(Beginning of Information given)

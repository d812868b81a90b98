//! Regex-driven custom AT commands.
//!
//! Each `-C regex->output->result` flag becomes one rule. The regex is
//! matched against the canonical text of the atomic command
//! (`<CHAR><NUM>[=][?]<VALUE>`); on a hit the optional output is printed to
//! the terminal and the named result code is returned instead of running the
//! built-in handler.

use std::sync::Arc;

use async_trait::async_trait;
use regex::Regex;
use vmodem::{AtCommand, CommandHook, ModemLock, RetCode};

use crate::Res;

struct CommandRule {
    pattern: Regex,
    output: String,
    result: RetCode,
}

/// [`CommandHook`] that answers commands from a rule list and skips the rest.
pub struct RuleHook {
    rules: Vec<CommandRule>,
}

impl RuleHook {
    /// Parses the `-C` specs. Returns `None` when there are no rules so the
    /// modem can go without a hook entirely.
    pub fn parse(specs: &[String]) -> Res<Option<Arc<RuleHook>>> {
        if specs.is_empty() {
            return Ok(None);
        }
        let mut rules = Vec::new();
        for spec in specs {
            let parts: Vec<&str> = spec.split("->").collect();
            let [pattern, output, result] = parts[..] else {
                return Err(
                    format!("invalid command rule {spec:?}, expected regex->output->result").into(),
                );
            };
            let result = RetCode::from_verbose(result);
            if result == RetCode::Unknown {
                return Err(format!("unknown result code in command rule {spec:?}").into());
            }
            rules.push(CommandRule {
                pattern: Regex::new(pattern)?,
                output: output.to_string(),
                result,
            });
        }
        Ok(Some(Arc::new(RuleHook { rules })))
    }
}

/// Canonical text form of an atomic command, as the rules see it.
fn canonical(cmd: &AtCommand) -> String {
    let mut text = format!("{}{}", cmd.command, cmd.number);
    if cmd.assign {
        text.push('=');
    }
    if cmd.query {
        text.push('?');
    }
    text.push_str(&cmd.value);
    text
}

#[async_trait]
impl CommandHook for RuleHook {
    async fn on_command(&self, modem: &mut ModemLock<'_>, cmd: &AtCommand) -> RetCode {
        let text = canonical(cmd);
        for rule in &self.rules {
            if rule.pattern.is_match(&text) {
                log::debug!("{}: command {text:?} matched rule {}", modem.id(), rule.pattern);
                if !rule.output.is_empty() {
                    modem.tty_write_str(&format!("\r\n{}\r\n", rule.output)).await;
                }
                return rule.result;
            }
        }
        RetCode::Skip
    }
}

(End of Information given)

**Directions:** Restate word for word the lines of the data above, starting at the line containing "for spec in" and ending at the line containing "if result == RetCode::Unknown", both included, and nothing more.

**Solution for this exercise:**
        for spec in specs {
            let parts: Vec<&str> = spec.split("->").collect();
            let [pattern, output, result] = parts[..] else {
                return Err(
                    format!("invalid command rule {spec:?}, expected regex->output->result").into(),
                );
            };
            let result = RetCode::from_verbose(result);
            if result == RetCode::Unknown {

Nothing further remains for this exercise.